**GIVEN RECORDS:**
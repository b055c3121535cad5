//! # Dex Catalog
//!
//! The static creature dataset, loaded once and indexed by id.
//!
//! The catalog is deliberately dumb: it decodes records and answers id
//! lookups. Evolution descriptors are carried through untouched as raw JSON;
//! `dex-graph` owns their interpretation.
//!
//! ## Example
//!
//! ```no_run
//! use dex_catalog::Catalog;
//!
//! fn main() -> dex_catalog::Result<()> {
//!     let catalog = Catalog::load("data/pokedex.json")?;
//!     if let Some(record) = catalog.get(25) {
//!         println!("{} ({})", record.display_name(), record.types.join("/"));
//!     }
//!     Ok(())
//! }
//! ```

mod catalog;
mod error;
mod types;

pub use catalog::Catalog;
pub use error::{CatalogError, Result};
pub use types::{RawEvolution, Record, RecordImage, RecordName};
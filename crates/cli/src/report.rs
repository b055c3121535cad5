use dex_graph::{EvolutionFamily, EvolutionIndex, EvolutionTreeData, Layout, TreeBuilder, TreeNode};
use serde::Serialize;
use std::collections::BTreeMap;

#[derive(Debug, Serialize)]
pub struct FamilySummary<'a> {
    pub family: &'a str,
    pub members: usize,
    pub edges: usize,
    pub bases: &'a [u32],
    pub layout: Layout,

    /// Members reachable from a base; less than `members` means some were
    /// left out of the tree view
    pub placed: usize,
}

impl<'a> FamilySummary<'a> {
    pub fn new(family: &'a EvolutionFamily) -> Self {
        // catalog ids are positive, so focus 0 marks nothing
        let tree = TreeBuilder::build_tree(family, 0);
        Self {
            family: &family.id,
            members: family.node_count(),
            edges: family.edge_count(),
            bases: &family.base_ids,
            layout: tree.layout,
            placed: tree.placed_members(),
        }
    }
}

#[derive(Debug, Default, Serialize)]
pub struct CatalogStats {
    pub records: usize,
    pub families: usize,
    pub edges: usize,
    pub layouts: BTreeMap<&'static str, usize>,
    pub multi_base_families: Vec<String>,
    pub synthetic_base_families: Vec<String>,
    pub cyclic_families: Vec<String>,
    pub unreachable_members: Vec<u32>,
}

pub fn collect_stats(index: &EvolutionIndex) -> CatalogStats {
    let registry = index.registry();
    let mut stats = CatalogStats {
        records: index.catalog().len(),
        families: registry.len(),
        edges: registry.edge_count(),
        ..Default::default()
    };

    for family in registry.families() {
        let tree = TreeBuilder::build_tree(family, 0);
        *stats.layouts.entry(tree.layout.as_str()).or_default() += 1;

        if family.base_ids.len() > 1 {
            stats.multi_base_families.push(family.id.clone());
        }
        if family.synthetic_base {
            stats.synthetic_base_families.push(family.id.clone());
        }
        if family.is_cyclic() {
            stats.cyclic_families.push(family.id.clone());
        }

        if tree.placed_members() < tree.total_members {
            let placed = tree.placed_ids();
            stats.unreachable_members.extend(
                family
                    .nodes
                    .keys()
                    .copied()
                    .filter(|id| !placed.contains(id)),
            );
        }
    }

    stats
}

/// Indented plain-text rendering of a tree, one member per line
pub fn render_tree_text(tree: &EvolutionTreeData<'_>) -> String {
    let mut out = String::new();
    out.push_str(&format!(
        "layout: {} | members: {} | depth: {}\n",
        tree.layout.as_str(),
        tree.total_members,
        tree.max_depth
    ));

    let mut stack: Vec<&TreeNode<'_>> = tree.roots.iter().rev().collect();
    while let Some(node) = stack.pop() {
        let indent = "  ".repeat(node.depth);
        let marker = if node.is_current { " *" } else { "" };
        match node.method {
            Some(method) => out.push_str(&format!(
                "{indent}└─ [{method}] #{:03} {}{marker}\n",
                node.node.id, node.node.name
            )),
            None => out.push_str(&format!(
                "{indent}#{:03} {}{marker}\n",
                node.node.id, node.node.name
            )),
        }
        stack.extend(node.children.iter().rev());
    }

    out
}
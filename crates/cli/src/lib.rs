use anyhow::{Context as AnyhowContext, Result};
use clap::{Args, Parser, Subcommand};
use dex_catalog::Catalog;
use dex_graph::{ChainLink, EvolutionIndex, EvolutionTreeData, GraphError};
use flags::LayoutFlag;
use report::FamilySummary;
use serde::Serialize;
use std::env;
use std::io;
use std::path::{Path, PathBuf};

mod flags;
mod report;

const CATALOG_ENV: &str = "DEX_CATALOG";
const DEFAULT_CATALOG: &str = "data/pokedex.json";

fn print_stdout(text: &str) -> Result<()> {
    use std::io::Write;

    let mut stdout = io::stdout().lock();
    if let Err(err) = stdout
        .write_all(text.as_bytes())
        .and_then(|_| stdout.write_all(b"\n"))
        .and_then(|_| stdout.flush())
    {
        if err.kind() == io::ErrorKind::BrokenPipe {
            return Ok(());
        }
        return Err(err.into());
    }
    Ok(())
}

fn print_json<T: Serialize>(value: &T, pretty: bool) -> Result<()> {
    let text = if pretty {
        serde_json::to_string_pretty(value)?
    } else {
        serde_json::to_string(value)?
    };
    print_stdout(&text)
}

#[derive(Parser)]
#[command(name = "dex")]
#[command(about = "Evolution families and trees for a creature catalog", long_about = None)]
#[command(version)]
struct Cli {
    #[command(subcommand)]
    command: Commands,

    /// Catalog JSON file (overrides DEX_CATALOG)
    #[arg(long, global = true)]
    catalog: Option<PathBuf>,

    /// Pretty-print JSON output
    #[arg(long, global = true)]
    pretty: bool,

    /// Enable verbose logging
    #[arg(short, long, global = true)]
    verbose: bool,

    /// Quiet mode: log only warnings/errors (stdout is reserved for JSON)
    #[arg(long, global = true)]
    quiet: bool,
}

#[derive(Subcommand)]
enum Commands {
    /// Evolution tree centered on a member
    Tree(TreeArgs),

    /// Full family graph (nodes, edges, bases) containing a member
    Family(MemberArgs),

    /// Single-line evolution chain through a member
    Chain(MemberArgs),

    /// Summaries of every family in the catalog
    Families(FamiliesArgs),

    /// Catalog and family diagnostics
    Stats,

    /// Raw catalog record
    Show(MemberArgs),
}

#[derive(Args)]
struct MemberArgs {
    /// Catalog id
    id: u32,
}

#[derive(Args)]
struct TreeArgs {
    /// Catalog id of the focal member
    id: u32,

    /// Render an indented text tree instead of JSON
    #[arg(long)]
    text: bool,
}

#[derive(Args)]
struct FamiliesArgs {
    /// Only families with this layout
    #[arg(long, value_enum)]
    layout: Option<LayoutFlag>,
}

#[derive(Serialize)]
struct TreeOutput<'a> {
    id: u32,
    name: &'a str,
    family: &'a str,
    tree: EvolutionTreeData<'a>,
}

#[derive(Serialize)]
struct ChainOutput<'a> {
    id: u32,
    name: &'a str,
    chain: Vec<ChainLink<'a>>,
}

pub async fn main_entry() -> Result<()> {
    let cli = Cli::parse();

    let mut builder =
        env_logger::Builder::from_env(env_logger::Env::default().default_filter_or("info"));
    if cli.quiet {
        builder.filter_level(log::LevelFilter::Warn);
    } else if cli.verbose {
        builder.filter_level(log::LevelFilter::Debug);
    }
    builder.target(env_logger::Target::Stderr).init();

    let catalog_path = resolve_catalog_path(cli.catalog.as_deref());
    let index = load_index(&catalog_path).await?;

    match cli.command {
        Commands::Tree(args) => run_tree(&index, args, cli.pretty)?,
        Commands::Family(args) => run_family(&index, args, cli.pretty)?,
        Commands::Chain(args) => run_chain(&index, args, cli.pretty)?,
        Commands::Families(args) => run_families(&index, args, cli.pretty)?,
        Commands::Stats => print_json(&report::collect_stats(&index), cli.pretty)?,
        Commands::Show(args) => run_show(&index, args, cli.pretty)?,
    }

    Ok(())
}

fn resolve_catalog_path(flag: Option<&Path>) -> PathBuf {
    if let Some(path) = flag {
        return path.to_path_buf();
    }
    env::var(CATALOG_ENV)
        .ok()
        .map(|v| v.trim().to_string())
        .filter(|v| !v.is_empty())
        .map(PathBuf::from)
        .unwrap_or_else(|| PathBuf::from(DEFAULT_CATALOG))
}

async fn load_index(path: &Path) -> Result<EvolutionIndex> {
    let bytes = tokio::fs::read(path)
        .await
        .with_context(|| format!("Failed to read catalog {}", path.display()))?;
    let catalog = Catalog::from_json_slice(&bytes)
        .with_context(|| format!("Invalid catalog {}", path.display()))?;
    log::info!("Loaded {} records from {}", catalog.len(), path.display());
    Ok(EvolutionIndex::new(catalog))
}

fn member_name(index: &EvolutionIndex, id: u32) -> Result<&str> {
    index
        .catalog()
        .get(id)
        .map(|r| r.display_name())
        .ok_or_else(|| GraphError::MemberNotFound(id).into())
}

fn run_tree(index: &EvolutionIndex, args: TreeArgs, pretty: bool) -> Result<()> {
    let name = member_name(index, args.id)?;
    let family = index.family_for(args.id)?;
    let tree = index.tree_for(args.id)?;

    if args.text {
        return print_stdout(report::render_tree_text(&tree).trim_end());
    }

    let output = TreeOutput {
        id: args.id,
        name,
        family: &family.id,
        tree,
    };
    print_json(&output, pretty)
}

fn run_family(index: &EvolutionIndex, args: MemberArgs, pretty: bool) -> Result<()> {
    let family = index.family_for(args.id)?;
    print_json(family, pretty)
}

fn run_chain(index: &EvolutionIndex, args: MemberArgs, pretty: bool) -> Result<()> {
    let name = member_name(index, args.id)?;
    let chain = index.chain_for(args.id)?;
    let output = ChainOutput {
        id: args.id,
        name,
        chain,
    };
    print_json(&output, pretty)
}

fn run_families(index: &EvolutionIndex, args: FamiliesArgs, pretty: bool) -> Result<()> {
    let wanted = args.layout.map(LayoutFlag::as_domain);
    let summaries: Vec<FamilySummary<'_>> = index
        .registry()
        .families()
        .map(FamilySummary::new)
        .filter(|s| wanted.is_none_or(|layout| s.layout == layout))
        .collect();
    print_json(&summaries, pretty)
}

fn run_show(index: &EvolutionIndex, args: MemberArgs, pretty: bool) -> Result<()> {
    let record = index
        .catalog()
        .get(args.id)
        .ok_or(GraphError::MemberNotFound(args.id))?;
    print_json(record, pretty)
}

#[cfg(test)]
mod tests {
    use super::*;

    #[test]
    fn catalog_flag_wins_over_default() {
        let path = resolve_catalog_path(Some(Path::new("/tmp/dex.json")));
        assert_eq!(path, PathBuf::from("/tmp/dex.json"));
    }

    #[test]
    fn cli_parses_global_flags_after_subcommand() {
        let cli = Cli::try_parse_from(["dex", "tree", "25", "--pretty", "--catalog", "x.json"])
            .expect("parse");
        assert!(cli.pretty);
        assert_eq!(cli.catalog, Some(PathBuf::from("x.json")));
        assert!(matches!(cli.command, Commands::Tree(TreeArgs { id: 25, text: false })));
    }

    #[test]
    fn families_layout_filter_parses() {
        let cli = Cli::try_parse_from(["dex", "families", "--layout", "branching"]).expect("parse");
        let Commands::Families(args) = cli.command else {
            panic!("expected families");
        };
        assert!(matches!(
            args.layout.map(LayoutFlag::as_domain),
            Some(dex_graph::Layout::Branching)
        ));
    }
}
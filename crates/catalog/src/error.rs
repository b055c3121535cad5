use thiserror::Error;

pub type Result<T> = std::result::Result<T, CatalogError>;

#[derive(Error, Debug)]
pub enum CatalogError {
    #[error("IO error: {0}")]
    IoError(#[from] std::io::Error),

    #[error("Catalog parse error: {0}")]
    ParseError(#[from] serde_json::Error),

    #[error("Invalid catalog path: {0}")]
    InvalidPath(String),
}
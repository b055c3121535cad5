use crate::types::EvolutionFamily;
use std::collections::{BTreeMap, HashMap};

/// Every family of a catalog plus the member -> family reverse index.
///
/// Built once by [`crate::GraphBuilder`] and never mutated afterwards.
#[derive(Debug, Default)]
pub struct FamilyRegistry {
    /// Numeric family key -> family, ascending
    families: BTreeMap<u32, EvolutionFamily>,

    /// Member id -> numeric family key
    member_index: HashMap<u32, u32>,
}

impl FamilyRegistry {
    /// Add a family under its numeric key.
    ///
    /// A key that is already taken is refused and the existing family is
    /// kept; returns whether the family was added.
    pub(crate) fn insert(&mut self, family: EvolutionFamily) -> bool {
        let key = family.base_ids.first().copied().unwrap_or_default();
        if self.families.contains_key(&key) {
            log::error!("Evolution family {key} already registered; duplicate dropped");
            return false;
        }
        for id in family.nodes.keys() {
            self.member_index.insert(*id, key);
        }
        self.families.insert(key, family);
        true
    }

    /// Family containing `member_id`, or `None` when the id is not in the
    /// catalog
    pub fn get_family(&self, member_id: u32) -> Option<&EvolutionFamily> {
        let key = self.member_index.get(&member_id)?;
        self.families.get(key)
    }

    /// Family by its string key (the smallest base id)
    pub fn family_by_key(&self, key: &str) -> Option<&EvolutionFamily> {
        let key = key.trim().parse::<u32>().ok()?;
        self.families.get(&key)
    }

    /// Family key for a member
    pub fn family_key(&self, member_id: u32) -> Option<&str> {
        self.get_family(member_id).map(|f| f.id.as_str())
    }

    /// All families ordered by numeric key
    pub fn families(&self) -> impl Iterator<Item = &EvolutionFamily> {
        self.families.values()
    }

    pub fn len(&self) -> usize {
        self.families.len()
    }

    pub fn is_empty(&self) -> bool {
        self.families.is_empty()
    }

    /// Total members across all families
    pub fn member_count(&self) -> usize {
        self.member_index.len()
    }

    /// Total edges across all families
    pub fn edge_count(&self) -> usize {
        self.families.values().map(EvolutionFamily::edge_count).sum()
    }
}
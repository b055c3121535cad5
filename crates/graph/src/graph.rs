use crate::types::{EvolutionEdge, EvolutionFamily, EvolutionNode};
use petgraph::algo::is_cyclic_directed;
use petgraph::graph::{DiGraph, NodeIndex};
use std::collections::HashMap;

/// Directed petgraph view of one family, borrowing its nodes and labels
pub struct FamilyDiGraph<'f> {
    pub graph: DiGraph<&'f EvolutionNode, &'f str>,

    /// Member id -> NodeIndex mapping
    pub index: HashMap<u32, NodeIndex>,
}

impl EvolutionFamily {
    /// Build a petgraph view for traversal algorithms and rendering adapters
    pub fn to_digraph(&self) -> FamilyDiGraph<'_> {
        let mut graph = DiGraph::with_capacity(self.nodes.len(), self.edges.len());
        let mut index = HashMap::with_capacity(self.nodes.len());

        for (id, node) in &self.nodes {
            index.insert(*id, graph.add_node(node));
        }

        for edge in &self.edges {
            if let (Some(&from), Some(&to)) = (index.get(&edge.from), index.get(&edge.to)) {
                graph.add_edge(from, to, edge.method.as_str());
            }
        }

        FamilyDiGraph { graph, index }
    }

    /// Whether the edge list contains a directed cycle (self-loops included)
    pub fn is_cyclic(&self) -> bool {
        is_cyclic_directed(&self.to_digraph().graph)
    }

    /// Outgoing edges of `id`, in edge-list order
    pub fn outgoing(&self, id: u32) -> impl Iterator<Item = &EvolutionEdge> {
        self.edges.iter().filter(move |e| e.from == id)
    }

    /// Incoming edges of `id`, in edge-list order
    pub fn incoming(&self, id: u32) -> impl Iterator<Item = &EvolutionEdge> {
        self.edges.iter().filter(move |e| e.to == id)
    }

    pub fn out_degree(&self, id: u32) -> usize {
        self.outgoing(id).count()
    }

    /// Largest out-degree over all members (0 for an edgeless family)
    pub fn max_out_degree(&self) -> usize {
        let mut degrees: HashMap<u32, usize> = HashMap::new();
        for edge in &self.edges {
            *degrees.entry(edge.from).or_default() += 1;
        }
        degrees.into_values().max().unwrap_or(0)
    }
}
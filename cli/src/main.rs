//! Terminal driver for the NAND computer.
//!
//! Loads the canonical countdown program, pulses the clock, and prints
//! one line of machine state per cycle until the halt line goes high.

use nandloom_core::computer::Computer;
use nandloom_core::gate::Gate;
use nandloom_core::isa::{
    Instruction, Program, COND_GT, COND_LT, DEST_D, HALT, OP_ADD, OP_DEC, ZX,
};
use nandloom_core::signal::Signal;

/// A short annotation for the word about to execute.
fn annotate(word: Instruction) -> &'static str {
    if !word.ci() {
        " load"
    } else if word.halt() {
        " halt"
    } else {
        ""
    }
}

fn main() {
    let program = Program::from_words(&[
        0x0004,
        OP_ADD | ZX | DEST_D, // D = A
        0x0003,
        OP_DEC | DEST_D | COND_LT | COND_GT, // D -= 1; jump to A while D != 0
        HALT,
    ]);

    let clk = Signal::new();
    let halt = Signal::new();
    let mut computer = Computer::new(&program, &clk, &halt);

    while !halt.get() {
        // The fetch wraps the same way the ROM's four address lines do.
        let word = Instruction::from(program.words()[usize::from(computer.pc() & 0xf)]);
        println!(
            "PC:{:04x} A:{:04x} D:{:04x} PA:{:04x} IR:{:04x}{}",
            computer.pc(),
            computer.a(),
            computer.d(),
            computer.pa(),
            word.word(),
            annotate(word)
        );

        clk.set(true);
        computer.update();
        clk.set(false);
        computer.update();
    }
}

**WHAT THIS TASK INVOLVES:**
If the word "FamilyDiGraph" is on a line above, return that line.

**ANSWER BELOW:**
pub struct FamilyDiGraph<'f> {
    pub fn to_digraph(&self) -> FamilyDiGraph<'_> {
        FamilyDiGraph { graph, index }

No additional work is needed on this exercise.